Я только вздохнул и отправился писать письмо. О чем писать-то? Ну, написал, что все хорошо, что очень ее люблю, что на службу устроился, а более подробно отпишу о своем пребывании в городе Череповце в следующем письме. И батюшке нужно обязательно передать поклон и сообщить ему о своем уважении.

Закончив письмо, с удовлетворением отметил, что не оставил ни одной кляксы и правильно поставил все i и твердые знаки. А вот с буквой е не уверен, но матушка, надеюсь, отметку за правописание мне ставить не станет.

Свернув лист бумаги вчетверо (конверты тоже денежку стоят), отдал кучеру. А тот, убирая мое письмо за пазуху, опять застенчиво улыбнулся и вытащил откуда-то несколько монет. Ба, так это же золотые червонцы. Их еще называют лобанчиками, но почему так, я не знаю. Целых пять штук. Да на них здесь можно полгода жить.

— Вот, Иван Александрович, матушка ваша велела отдать. Но так, чтобы батюшка не знал.
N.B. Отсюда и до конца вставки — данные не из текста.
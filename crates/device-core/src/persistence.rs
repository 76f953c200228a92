//! Device inventory loading from JSON file storage

use crate::device::Device;
use std::path::Path;
use tokio::fs;

/// Load a device inventory from a JSON array
///
/// Entries that do not parse are skipped with a warning; a missing file
/// yields an empty inventory.
pub async fn load_devices(path: &Path) -> Vec<Device> {
    let contents = match fs::read_to_string(path).await {
        Ok(contents) => contents,
        Err(e) if e.kind() == std::io::ErrorKind::NotFound => {
            tracing::debug!("No devices file found at {:?}, starting empty", path);
            return Vec::new();
        }
        Err(e) => {
            tracing::warn!("Failed to read devices file {:?}: {}", path, e);
            return Vec::new();
        }
    };

    let entries = match serde_json::from_str::<Vec<serde_json::Value>>(&contents) {
        Ok(entries) => entries,
        Err(e) => {
            tracing::warn!("Failed to parse devices file {:?}: {}", path, e);
            return Vec::new();
        }
    };

    let devices: Vec<Device> = entries
        .into_iter()
        .enumerate()
        .filter_map(|(index, entry)| match serde_json::from_value::<Device>(entry) {
            Ok(device) => Some(device),
            Err(e) => {
                tracing::warn!("Skipping device entry {} in {:?}: {}", index, path, e);
                None
            }
        })
        .collect();

    tracing::info!("Loaded {} devices from {:?}", devices.len(), path);
    devices
}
Будете писать — не пишите про это.

— Спасибо, — искренне поблагодарил я кучера, а потом спросил: — А сам-то на что добираться станешь?

— Так у меня еще пять рублей осталось, — сообщил Николай. — Мне же только на сено да на овес надо, да на еду, а спать я и в коляске могу.

— Нет, так не годится, — покачал я головой. — Три, а то и четыре ночи в карете — да ты, брат, ошалеешь. Ну-ка, возьми лобанчик.

— Не-а, лобанчика лишка, — отшатнулся кучер. — Если еще пару рублей дадите, тогда можно.

Я отдал дядьке два бумажных рубля, а потом крепко его обнял. Нахлынуло то чувство, какое у меня когда-то было, когда родители впервые отправили в летний лагерь. Вроде и ничего страшного, а все равно, остаюсь один-одинехонек в незнакомом мне городе. А Николай — это единственное, что связывает меня с семьей.

После переезда на новую квартиру, по вечерам мне нашлось дело. Разбирал сундуки и чемоданы. Обнаружил, что самый большой сундук заполнен зимней одеждой. Тут был и тулуп, и шапка и даже валенки. А что, матушка не знает, что чиновникам положено зимой ходить в шинели? Хотя, если зима будет суровой, то можно плюнуть на все условности и ходить так, как теплее.

Матушка напихала мне не только одежду, но сменное белье — постельное и нательное, посуду. И даже — самоварчик, именуемый «эгоистом» — на пару чашек.

Наталья Никифоровна была очень рада, что к ней на постой встал солидный молодой человек, готовый платить пятнадцать рублей в месяц за квартиру и за стол. Обычно эти пятнадцать рублей платили ей родители подростков, а в комнаты набивалось аж по пять человек. Но есть ведь разница, если у тебя живут пять мальчишек, от которых сплошной шум и гам и один человек, да еще и чиновник? Не пьет и не курит. А моя новая хозяйка, потупив глаза попросила:

— Иван Александрович, понимаю, что вы, человек молодой, но никаких женщин или девок ко мне в дом не водите.